Business and Commerce (2001)

There will never be a market for Indigenous food in a restaurant setting in Canada. If you want to know just how wrong this statement is, talk to Dolly Watts. As the owner-operator of Liliget Feast House and Catering, Watts – a member of the Gitksan First Nation – has taken Vancouver by storm. Customers entering Liliget arrive in what has been turned into a culinary long house and experienced traditional wild game and seafood as only Watts can prepare it. Entrees served in traditional long wooden bowls, made from carved cedar and alder, complete the scene. “We grill most everything over fire,” Watts says proudly. “We use alder wood so that everything we cook tastes so much like the food we used to eat in our villages.” With revenues increasing each year, Watts is the author of her own business success story. While in university, she established a small bannock stand called Grandma’s Bannock. Demand was incredible and a catering business – Just Like Grandma’s Bannock – followed.

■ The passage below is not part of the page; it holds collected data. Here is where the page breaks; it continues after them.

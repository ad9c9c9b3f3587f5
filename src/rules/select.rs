//! Play legality: may this card join the selection right now?
//!
//! The display shell evaluates this predicate for every card in the
//! acting hand on each refresh to decide what to enable. It is pure
//! and side-effect free; the engine never caches its results.

use crate::cards::{Card, RankRules};
use crate::table::{Hand, Pile};

/// Decide whether `card` may be toggled into (or, if already selected,
/// out of) the hand's selection, given the pile's top play.
///
/// Rules apply in order; the first match wins. Structural constraints
/// come first, rank matching after:
///
/// 1. A required group size the card's rank cannot form rules it out.
/// 2. On an open pile with nothing selected, anything opens.
/// 3. Against a top play the card must beat the top rank — strictly
///    higher normally, strictly lower under a revolution. A card that
///    is already selected skips the check so the toggle can undo it.
/// 4. With nothing selected, the directional check is the whole
///    answer.
/// 5. With a selection underway, only the last-selected rank may join,
///    and never past the quantity a top play demands.
#[must_use]
pub fn is_selectable(
    card: Card,
    hand: &Hand,
    pile: &Pile,
    rules: RankRules,
    revolution_active: bool,
) -> bool {
    let quota = pile.top_quantity();

    if quota > 1 && !hand.multiples_of_size(rules, quota, true).contains(&card) {
        return false;
    }

    if pile.is_open() && hand.selection().is_empty() {
        return true;
    }

    if let Some(top) = pile.top_rank() {
        if hand.is_selected(card) {
            return true;
        }
        let rank = rules.effective_rank(card);
        let beats = if revolution_active {
            rank < top
        } else {
            rank > top
        };
        if hand.selection().is_empty() || !beats {
            return beats;
        }
    }

    // Growing a selection: same rank as the last pick only.
    let same_rank = hand
        .last_selected()
        .is_some_and(|last| rules.effective_rank(card) == rules.effective_rank(last));
    if pile.is_open() {
        same_rank
    } else {
        same_rank && hand.selection().len() < quota
    }
}
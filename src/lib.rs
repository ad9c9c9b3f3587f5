//! # daifugo-engine
//!
//! A turn/trick rule engine for climbing card games (Daifugō /
//! President / Tien Len): hands are dealt from a shuffled 52-card
//! deck, players take turns laying equal-rank card groups onto a
//! shared pile, every play has to beat the one before it under
//! shifting comparison rules, and the round runs until all but one
//! player has emptied their hand.
//!
//! ## Design Principles
//!
//! 1. **Engine, not app**: no rendering, input wiring, or timing. A
//!    display shell calls the command surface (`select`, `deselect`,
//!    `play`, `pass`) and re-reads the query surface after each step.
//!
//! 2. **One writer**: a [`Round`] is the single authority for its
//!    state. Commands apply atomically or reject with a
//!    [`RoundError`] without mutating anything.
//!
//! 3. **Effective rank everywhere**: raw face values never drive game
//!    logic, only display. Every comparison goes through
//!    [`RankRules`].
//!
//! ## Modules
//!
//! - `core`: player identity, deterministic RNG, configuration, errors
//! - `cards`: card identity, effective rank, deck operations
//! - `table`: the stateful containers — [`Hand`] and [`Pile`]
//! - `rules`: the selectability predicate and the [`Round`] turn engine
//!
//! ## Example
//!
//! ```
//! use daifugo_engine::{CardContainer, PlayerId, Round, RoundConfig};
//!
//! let mut round = Round::new(RoundConfig::new(4), 42);
//! let leader = round.current_player();
//!
//! // Open with the leader's first selectable card.
//! let card = round
//!     .hand(leader)
//!     .cards()
//!     .iter()
//!     .copied()
//!     .find(|&c| round.is_selectable(leader, c))
//!     .expect("the opening play is unconstrained");
//! round.select(leader, card)?;
//! round.play(leader)?;
//!
//! assert_ne!(round.current_player(), leader);
//! # Ok::<(), daifugo_engine::RoundError>(())
//! ```

pub mod cards;
pub mod core;
pub mod rules;
pub mod table;

// Re-export the commonly used types.
pub use crate::cards::{Card, CardContainer, Deck, Rank, RankRules, Suit, DECK_SIZE};
pub use crate::core::{
    GameRng, GameRngState, PlayerId, PlayerMap, RoundConfig, RoundError, MAX_PLAYERS, MIN_PLAYERS,
};
pub use crate::rules::{is_selectable, points_for_place, Round, TurnAction, TurnRecord};
pub use crate::table::{CardGroup, Hand, Pile};
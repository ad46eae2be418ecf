use std::io;
use std::thread;
use std::thread::JoinHandle;

use crossbeam_channel::Receiver;
use crossbeam_channel::Sender;
use tabs_core::actions::TabIntent;
use tabs_core::persistence::OperationStore;
use tabs_core::state::SessionState;
use thiserror::Error;
use tracing::debug;
use tracing::info;
use tracing::warn;

use crate::broadcast::SubscriberId;
use crate::broadcast::Subscription;
use crate::contracts::EngineNotification;
use crate::engine::TabEngine;
use crate::session::Session;
use crate::session::SessionError;

#[derive(Debug, Error)]
pub enum RuntimeError {
    #[error("session runtime has stopped")]
    Stopped,
    #[error(transparent)]
    Session(#[from] SessionError),
}

pub enum SessionEvent {
    Intent {
        intent: TabIntent,
        respond: Option<Sender<Result<(), SessionError>>>,
    },
    Notification(EngineNotification),
    Subscribe(Sender<Subscription>),
    Unsubscribe(SubscriberId),
    Sync(Sender<SessionState>),
    Shutdown,
}

#[derive(Clone)]
pub struct SessionHandle {
    tx: Sender<SessionEvent>,
}

impl SessionHandle {
    pub fn dispatch(&self, intent: TabIntent) -> Result<(), RuntimeError> {
        let (respond_tx, respond_rx) = crossbeam_channel::bounded(1);
        self.send(SessionEvent::Intent {
            intent,
            respond: Some(respond_tx),
        })?;
        let result = respond_rx.recv().map_err(|_| RuntimeError::Stopped)?;
        result.map_err(RuntimeError::from)
    }

    pub fn post(&self, intent: TabIntent) -> Result<(), RuntimeError> {
        self.send(SessionEvent::Intent {
            intent,
            respond: None,
        })
    }

    pub fn notify(&self, notification: EngineNotification) -> Result<(), RuntimeError> {
        self.send(SessionEvent::Notification(notification))
    }

    pub fn subscribe(&self) -> Result<Subscription, RuntimeError> {
        let (respond_tx, respond_rx) = crossbeam_channel::bounded(1);
        self.send(SessionEvent::Subscribe(respond_tx))?;
        respond_rx.recv().map_err(|_| RuntimeError::Stopped)
    }

    pub fn unsubscribe(&self, id: SubscriberId) -> Result<(), RuntimeError> {
        self.send(SessionEvent::Unsubscribe(id))
    }

    // Waits until every event sent before this one has been applied.
    pub fn state(&self) -> Result<SessionState, RuntimeError> {
        let (respond_tx, respond_rx) = crossbeam_channel::bounded(1);
        self.send(SessionEvent::Sync(respond_tx))?;
        respond_rx.recv().map_err(|_| RuntimeError::Stopped)
    }

    pub fn shutdown(&self) {
        let _ = self.tx.send(SessionEvent::Shutdown);
    }

    fn send(&self, event: SessionEvent) -> Result<(), RuntimeError> {
        self.tx.send(event).map_err(|_| RuntimeError::Stopped)
    }
}

// Single consumer for intents and engine notifications. Events are drained
// in batches; the reconcile pass for a batch runs once against its final
// state.
pub struct SessionRuntime<S, E> {
    session: Session<S, E>,
    rx: Receiver<SessionEvent>,
    stopped: bool,
}

impl<S, E> SessionRuntime<S, E>
where
    S: OperationStore,
    E: TabEngine,
{
    pub fn new(session: Session<S, E>) -> (Self, SessionHandle) {
        let (tx, rx) = crossbeam_channel::unbounded();
        let runtime = Self {
            session,
            rx,
            stopped: false,
        };
        (runtime, SessionHandle { tx })
    }

    pub fn session(&self) -> &Session<S, E> {
        &self.session
    }

    pub fn session_mut(&mut self) -> &mut Session<S, E> {
        &mut self.session
    }

    pub fn run(mut self) -> Session<S, E> {
        while !self.stopped {
            let first = match self.rx.recv() {
                Ok(event) => event,
                Err(_) => {
                    debug!("all session handles dropped");
                    self.stop();
                    break;
                }
            };
            let mut batch = vec![first];
            batch.extend(self.rx.try_iter());
            self.apply_batch(batch);
        }
        self.session
    }

    // Applies whatever is queued without blocking. Returns the number of
    // events handled.
    pub fn run_pending(&mut self) -> usize {
        if self.stopped {
            return 0;
        }
        let batch: Vec<SessionEvent> = self.rx.try_iter().collect();
        let count = batch.len();
        if count > 0 {
            self.apply_batch(batch);
        }
        count
    }

    fn apply_batch(&mut self, batch: Vec<SessionEvent>) {
        self.session.begin_batch();
        for event in batch {
            if self.stopped {
                debug!("dropping event after shutdown");
                continue;
            }
            self.apply(event);
        }
        if self.stopped {
            return;
        }
        self.session.end_batch();
        self.session.pump_engine();
    }

    fn apply(&mut self, event: SessionEvent) {
        match event {
            SessionEvent::Intent { intent, respond } => {
                let result = self.session.dispatch(intent);
                match respond {
                    Some(respond) => {
                        let _ = respond.send(result);
                    }
                    None => {
                        if let Err(err) = result {
                            warn!(error = %err, "intent failed");
                        }
                    }
                }
            }
            SessionEvent::Notification(notification) => {
                self.session.handle_notification(notification);
            }
            SessionEvent::Subscribe(respond) => {
                let subscription = self.session.subscribe();
                let _ = respond.send(subscription);
            }
            SessionEvent::Unsubscribe(id) => {
                self.session.unsubscribe(id);
            }
            SessionEvent::Sync(respond) => {
                self.session.end_batch();
                self.session.pump_engine();
                let _ = respond.send(self.session.state().clone());
                self.session.begin_batch();
            }
            SessionEvent::Shutdown => self.stop(),
        }
    }

    fn stop(&mut self) {
        self.session.end_batch();
        self.session.end();
        self.stopped = true;
        info!("session runtime stopped");
    }
}

impl<S, E> SessionRuntime<S, E>
where
    S: OperationStore + Send + 'static,
    E: TabEngine + Send + 'static,
{
    pub fn spawn(self) -> io::Result<JoinHandle<Session<S, E>>> {
        thread::Builder::new()
            .name("tabs-session".to_string())
            .spawn(move || self.run())
    }
}
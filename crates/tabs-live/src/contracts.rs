use std::fmt;

use serde::Deserialize;
use serde::Serialize;
use tabs_core::actions::Disposition;
use tabs_core::state::LiveState;

#[derive(Debug, Clone, Copy, PartialEq, Eq, Hash, PartialOrd, Ord, Serialize, Deserialize)]
#[serde(transparent)]
pub struct HandleId(pub u64);

impl fmt::Display for HandleId {
    fn fmt(&self, f: &mut fmt::Formatter<'_>) -> fmt::Result {
        write!(f, "h{}", self.0)
    }
}

#[derive(Debug, Clone, PartialEq, Eq)]
pub struct CreateTab {
    pub url: Option<String>,
    pub visible: bool,
    pub focus: bool,
    pub version: u64,
}

#[derive(Debug, Clone, PartialEq, Eq, Serialize, Deserialize)]
#[serde(tag = "command", rename_all = "snake_case")]
pub enum EngineCommand {
    Create {
        url: Option<String>,
        visible: bool,
        focus: bool,
        version: u64,
    },
    Close {
        handle: HandleId,
    },
    Navigate {
        handle: HandleId,
        url: String,
        version: u64,
    },
    Show {
        handle: HandleId,
        focus: bool,
    },
    SetTitle {
        title: Option<String>,
    },
    Back {
        handle: HandleId,
    },
    Forward {
        handle: HandleId,
    },
    Reload {
        handle: HandleId,
    },
}

// `version` on StateChanged is the latest command version the engine has
// applied to that handle.
#[derive(Debug, Clone, PartialEq, Eq, Serialize, Deserialize)]
#[serde(tag = "event", rename_all = "snake_case")]
pub enum EngineNotification {
    StateChanged {
        handle: HandleId,
        state: LiveState,
        version: u64,
    },
    TabCreated {
        disposition: Disposition,
        handle: HandleId,
    },
    ContextMenu {
        handle: HandleId,
        item: ContextMenuItem,
    },
}

#[derive(Debug, Clone, Copy, PartialEq, Eq, Serialize, Deserialize)]
#[serde(rename_all = "snake_case")]
pub enum ContextMenuItem {
    Back,
    Forward,
    Reload,
    InspectElement,
    CloseDevTools,
}

impl ContextMenuItem {
    pub fn label(self) -> &'static str {
        match self {
            Self::Back => "Back",
            Self::Forward => "Forward",
            Self::Reload => "Reload",
            Self::InspectElement => "Inspect Element",
            Self::CloseDevTools => "Close DevTools",
        }
    }
}

#[derive(Debug, Clone, Copy, PartialEq, Eq, Serialize, Deserialize)]
#[serde(rename_all = "snake_case")]
pub enum MenuEntry {
    Item(ContextMenuItem),
    Separator,
}

pub fn context_menu_entries(state: Option<&LiveState>) -> Vec<MenuEntry> {
    let mut entries = Vec::with_capacity(6);
    if let Some(state) = state {
        if state.can_go_back {
            entries.push(MenuEntry::Item(ContextMenuItem::Back));
        }
        if state.can_go_forward {
            entries.push(MenuEntry::Item(ContextMenuItem::Forward));
        }
    }
    entries.push(MenuEntry::Item(ContextMenuItem::Reload));
    entries.push(MenuEntry::Separator);
    entries.push(MenuEntry::Item(ContextMenuItem::InspectElement));
    entries.push(MenuEntry::Item(ContextMenuItem::CloseDevTools));
    entries
}
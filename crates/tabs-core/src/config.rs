use std::path::PathBuf;

use serde::Deserialize;
use serde::Serialize;

pub const DEFAULT_KIND: &str = "tabs";
pub const DEFAULT_PATH: &str = "/tabs";

#[derive(Debug, Serialize, Deserialize, Clone, Default, PartialEq, Eq)]
#[serde(default)]
pub struct Config {
    pub store: StoreConfig,
    pub session: SessionConfig,
    pub logging: LoggingConfig,
}

#[derive(Debug, Serialize, Deserialize, Clone, PartialEq, Eq)]
#[serde(default)]
pub struct StoreConfig {
    pub log_path: Option<PathBuf>,
    pub snapshot_every: u64,
}

impl Default for StoreConfig {
    fn default() -> Self {
        Self {
            log_path: None,
            snapshot_every: 64,
        }
    }
}

#[derive(Debug, Serialize, Deserialize, Clone, PartialEq, Eq)]
#[serde(default)]
pub struct SessionConfig {
    pub kind: String,
    pub path: String,
}

impl Default for SessionConfig {
    fn default() -> Self {
        Self {
            kind: DEFAULT_KIND.to_string(),
            path: DEFAULT_PATH.to_string(),
        }
    }
}

#[derive(Debug, Serialize, Deserialize, Clone, PartialEq, Eq)]
#[serde(default)]
pub struct LoggingConfig {
    pub filter: String,
}

impl Default for LoggingConfig {
    fn default() -> Self {
        Self {
            filter: "info".to_string(),
        }
    }
}
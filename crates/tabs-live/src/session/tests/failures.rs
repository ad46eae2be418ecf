use pretty_assertions::assert_eq;

use super::*;

#[test]
fn append_failure_leaves_state_and_engine_untouched() {
    let mut session = open();
    session
        .open_url("https://a", Disposition::NewForegroundTab)
        .expect("a");
    settle(&mut session);
    let before = session.state().clone();

    session.store_mut().set_unavailable(Some("disk full"));
    let err = session.close(None).expect_err("append should fail");
    assert!(matches!(
        err,
        SessionError::Append(StoreError::Unavailable { .. })
    ));
    assert_eq!(session.state(), &before);
    assert_eq!(session.engine().commands(), &[] as &[EngineCommand]);
}

#[test]
fn failed_engine_commands_are_retried_on_next_change() {
    let mut session = open();
    session.engine_mut().set_offline(Some("starting"));
    let a = session
        .open_url("https://a", Disposition::NewForegroundTab)
        .expect("append succeeds");
    assert!(session.reconciler().handle(&a).is_none());

    session.engine_mut().set_offline(None);
    session.commit().expect("commit");
    let handle = handle_of(&session, &a);
    assert_eq!(session.engine().shown(), Some(handle));
}

#[test]
fn open_reports_unavailable_store() {
    let mut store = MemoryOperationStore::new();
    store.set_unavailable(Some("locked"));
    let result = Session::open(store, SimulatedTabEngine::new(), &SessionConfig::default());
    assert!(matches!(result, Err(SessionError::Open(_))));
}

#[test]
fn reopening_a_persisted_session_rebuilds_engine_tabs() {
    let dir = tempfile::tempdir().expect("tempdir");
    let log_path = dir.path().join("operations.jsonl");
    let config = SessionConfig::default();

    let store = JsonlOperationStore::open(&log_path).expect("store");
    let mut session = Session::open(store, SimulatedTabEngine::new(), &config).expect("open");
    let a = session
        .open_url("https://a", Disposition::NewForegroundTab)
        .expect("a");
    let b = session
        .open_url("https://b", Disposition::NewBackgroundTab)
        .expect("b");
    let saved = session.state().clone();
    drop(session);

    let store = JsonlOperationStore::open(&log_path).expect("reopen");
    let session = Session::open(store, SimulatedTabEngine::new(), &config).expect("open");
    assert_eq!(session.state(), &saved);

    let creates: Vec<Option<String>> = session
        .engine()
        .commands()
        .iter()
        .filter_map(|command| match command {
            EngineCommand::Create { url, .. } => Some(url.clone()),
            _ => None,
        })
        .collect();
    assert_eq!(
        creates,
        vec![Some("https://a".to_string()), Some("https://b".to_string())]
    );
    assert_eq!(session.engine().shown(), Some(handle_of_any(&session, &a)));
    assert!(session.reconciler().handle(&b).is_some());
}

fn handle_of_any<S>(session: &Session<S, SimulatedTabEngine>, tab_id: &TabId) -> HandleId
where
    S: tabs_core::persistence::OperationStore,
{
    session
        .reconciler()
        .handle(tab_id)
        .map(|live| live.handle)
        .expect("live handle")
}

After that, Liliget Feast House and Catering was born in 1995. She’s developed a national and international reputation, serving as a program consultant to prestigious conferences on Canadian cuisine, and speaking overseas on Aboriginal cuisine. Watts also co-founded the Aboriginal Business Club, which provides a forum for sharing successful business strategies and ideas with others in the Aboriginal community. The recipient of numerous culinary and business honours, Watts has developed a solid clientele nationwide.